** Data for the task follows **
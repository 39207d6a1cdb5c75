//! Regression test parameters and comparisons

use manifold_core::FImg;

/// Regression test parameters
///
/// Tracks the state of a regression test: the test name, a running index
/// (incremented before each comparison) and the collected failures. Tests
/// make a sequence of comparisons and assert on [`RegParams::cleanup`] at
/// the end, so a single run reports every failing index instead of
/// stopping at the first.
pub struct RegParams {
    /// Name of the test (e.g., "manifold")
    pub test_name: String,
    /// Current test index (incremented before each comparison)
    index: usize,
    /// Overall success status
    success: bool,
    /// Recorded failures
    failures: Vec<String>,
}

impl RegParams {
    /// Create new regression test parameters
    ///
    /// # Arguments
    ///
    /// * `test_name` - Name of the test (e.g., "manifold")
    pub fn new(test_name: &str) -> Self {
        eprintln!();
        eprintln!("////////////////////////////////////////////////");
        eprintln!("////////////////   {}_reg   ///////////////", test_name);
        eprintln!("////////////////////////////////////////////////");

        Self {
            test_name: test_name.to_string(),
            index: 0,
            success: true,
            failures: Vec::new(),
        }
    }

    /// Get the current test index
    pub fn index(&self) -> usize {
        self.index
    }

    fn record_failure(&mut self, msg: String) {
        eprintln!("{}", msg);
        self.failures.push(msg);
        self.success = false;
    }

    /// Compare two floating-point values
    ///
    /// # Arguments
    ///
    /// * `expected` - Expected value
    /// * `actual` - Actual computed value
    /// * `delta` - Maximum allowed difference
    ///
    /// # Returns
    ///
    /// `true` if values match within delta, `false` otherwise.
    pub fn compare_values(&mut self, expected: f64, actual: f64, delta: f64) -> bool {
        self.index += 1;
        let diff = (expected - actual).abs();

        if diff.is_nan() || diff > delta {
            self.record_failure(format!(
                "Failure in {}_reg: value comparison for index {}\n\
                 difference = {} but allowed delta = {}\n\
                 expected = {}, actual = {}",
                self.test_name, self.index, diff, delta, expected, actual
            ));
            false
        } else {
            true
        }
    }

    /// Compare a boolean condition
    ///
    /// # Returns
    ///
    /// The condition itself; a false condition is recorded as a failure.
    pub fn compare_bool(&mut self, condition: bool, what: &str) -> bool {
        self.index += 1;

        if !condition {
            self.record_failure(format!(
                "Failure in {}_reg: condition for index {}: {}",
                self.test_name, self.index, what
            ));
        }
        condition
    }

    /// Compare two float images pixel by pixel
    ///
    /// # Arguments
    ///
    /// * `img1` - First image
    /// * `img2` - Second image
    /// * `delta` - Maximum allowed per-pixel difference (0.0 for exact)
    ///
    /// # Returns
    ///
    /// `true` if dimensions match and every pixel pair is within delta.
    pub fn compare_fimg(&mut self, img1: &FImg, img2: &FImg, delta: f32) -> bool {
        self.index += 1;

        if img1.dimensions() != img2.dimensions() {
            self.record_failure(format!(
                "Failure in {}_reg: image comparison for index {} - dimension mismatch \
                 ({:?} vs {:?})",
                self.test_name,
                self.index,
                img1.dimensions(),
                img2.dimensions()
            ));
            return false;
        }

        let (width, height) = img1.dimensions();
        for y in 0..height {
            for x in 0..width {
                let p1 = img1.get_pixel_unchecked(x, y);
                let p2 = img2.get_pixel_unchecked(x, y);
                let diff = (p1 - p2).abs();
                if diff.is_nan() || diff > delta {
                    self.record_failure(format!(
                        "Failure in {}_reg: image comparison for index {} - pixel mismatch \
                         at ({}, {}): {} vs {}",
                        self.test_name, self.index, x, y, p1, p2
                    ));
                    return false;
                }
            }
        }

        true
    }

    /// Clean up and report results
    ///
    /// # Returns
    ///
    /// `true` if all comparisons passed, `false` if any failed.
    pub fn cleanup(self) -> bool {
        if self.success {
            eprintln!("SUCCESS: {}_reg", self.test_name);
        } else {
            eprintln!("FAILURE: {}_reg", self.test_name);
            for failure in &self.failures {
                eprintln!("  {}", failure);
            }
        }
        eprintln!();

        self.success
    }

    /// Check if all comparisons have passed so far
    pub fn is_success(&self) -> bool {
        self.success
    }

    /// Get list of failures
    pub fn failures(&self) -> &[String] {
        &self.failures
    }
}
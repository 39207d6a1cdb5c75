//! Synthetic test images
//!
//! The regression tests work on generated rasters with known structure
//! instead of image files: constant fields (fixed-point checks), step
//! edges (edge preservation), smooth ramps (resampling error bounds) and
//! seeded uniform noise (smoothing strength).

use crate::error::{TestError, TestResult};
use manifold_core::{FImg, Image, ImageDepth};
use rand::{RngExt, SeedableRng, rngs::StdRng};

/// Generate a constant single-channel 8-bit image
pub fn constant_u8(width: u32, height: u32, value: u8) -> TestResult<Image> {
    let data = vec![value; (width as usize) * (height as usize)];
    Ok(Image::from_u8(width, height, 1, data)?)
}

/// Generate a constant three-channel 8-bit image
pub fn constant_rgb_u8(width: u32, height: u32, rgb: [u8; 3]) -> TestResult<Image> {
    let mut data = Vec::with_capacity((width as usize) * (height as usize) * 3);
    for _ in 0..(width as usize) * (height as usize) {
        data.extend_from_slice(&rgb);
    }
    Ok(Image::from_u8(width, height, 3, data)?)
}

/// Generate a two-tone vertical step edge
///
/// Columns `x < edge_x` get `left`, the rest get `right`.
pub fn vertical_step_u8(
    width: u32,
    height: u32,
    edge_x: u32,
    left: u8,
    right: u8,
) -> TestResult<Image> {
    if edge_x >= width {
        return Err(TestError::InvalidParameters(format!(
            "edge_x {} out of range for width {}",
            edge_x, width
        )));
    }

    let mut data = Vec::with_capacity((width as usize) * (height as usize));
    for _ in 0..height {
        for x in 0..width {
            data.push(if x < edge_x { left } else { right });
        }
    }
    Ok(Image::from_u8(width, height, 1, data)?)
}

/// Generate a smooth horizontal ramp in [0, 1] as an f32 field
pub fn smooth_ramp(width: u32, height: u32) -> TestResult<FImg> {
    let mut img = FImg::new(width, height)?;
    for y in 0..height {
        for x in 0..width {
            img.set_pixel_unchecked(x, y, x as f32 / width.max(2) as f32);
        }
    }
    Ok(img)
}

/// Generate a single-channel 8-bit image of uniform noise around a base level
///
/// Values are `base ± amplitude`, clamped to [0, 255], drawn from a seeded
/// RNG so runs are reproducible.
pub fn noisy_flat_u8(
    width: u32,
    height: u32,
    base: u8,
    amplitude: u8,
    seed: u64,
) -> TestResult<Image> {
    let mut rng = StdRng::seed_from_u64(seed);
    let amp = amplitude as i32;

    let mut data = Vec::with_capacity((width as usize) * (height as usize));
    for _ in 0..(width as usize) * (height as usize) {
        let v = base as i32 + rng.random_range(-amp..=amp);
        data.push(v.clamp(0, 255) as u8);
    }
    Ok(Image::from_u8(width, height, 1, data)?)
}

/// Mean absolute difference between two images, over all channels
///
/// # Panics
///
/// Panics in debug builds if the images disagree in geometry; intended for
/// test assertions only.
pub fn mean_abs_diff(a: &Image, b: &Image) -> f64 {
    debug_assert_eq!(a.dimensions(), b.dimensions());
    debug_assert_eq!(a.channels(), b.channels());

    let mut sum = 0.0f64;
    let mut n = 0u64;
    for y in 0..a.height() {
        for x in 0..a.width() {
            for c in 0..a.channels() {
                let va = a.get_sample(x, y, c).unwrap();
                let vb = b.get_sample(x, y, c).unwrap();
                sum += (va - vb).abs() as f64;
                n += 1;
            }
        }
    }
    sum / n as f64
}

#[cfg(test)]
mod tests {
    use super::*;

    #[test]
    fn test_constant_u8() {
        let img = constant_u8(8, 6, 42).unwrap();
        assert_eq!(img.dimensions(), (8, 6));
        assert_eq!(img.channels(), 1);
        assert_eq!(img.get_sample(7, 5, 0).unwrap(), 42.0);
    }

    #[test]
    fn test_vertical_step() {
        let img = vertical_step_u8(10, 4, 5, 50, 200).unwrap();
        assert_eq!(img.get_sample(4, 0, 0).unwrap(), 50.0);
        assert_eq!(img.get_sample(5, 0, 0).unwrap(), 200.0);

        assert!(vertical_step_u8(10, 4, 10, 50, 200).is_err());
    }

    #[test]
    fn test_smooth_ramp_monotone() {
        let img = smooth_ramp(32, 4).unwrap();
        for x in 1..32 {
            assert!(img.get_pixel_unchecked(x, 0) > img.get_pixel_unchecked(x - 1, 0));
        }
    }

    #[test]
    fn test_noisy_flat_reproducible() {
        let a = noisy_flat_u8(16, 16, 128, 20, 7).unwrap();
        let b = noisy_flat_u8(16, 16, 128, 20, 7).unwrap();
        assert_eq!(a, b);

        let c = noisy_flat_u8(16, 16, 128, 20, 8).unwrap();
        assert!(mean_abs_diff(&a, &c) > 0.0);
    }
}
** End of Data for the task **
Everything from the first line of the listing above through the line holding "collected failures. Tests" must be retyped exactly; nothing else belongs in the reply.

= Completed exercise =
repository 39207d6a1cdb5c75
//! Regression test parameters and comparisons

use manifold_core::FImg;

/// Regression test parameters
///
/// Tracks the state of a regression test: the test name, a running index
/// (incremented before each comparison) and the collected failures. Tests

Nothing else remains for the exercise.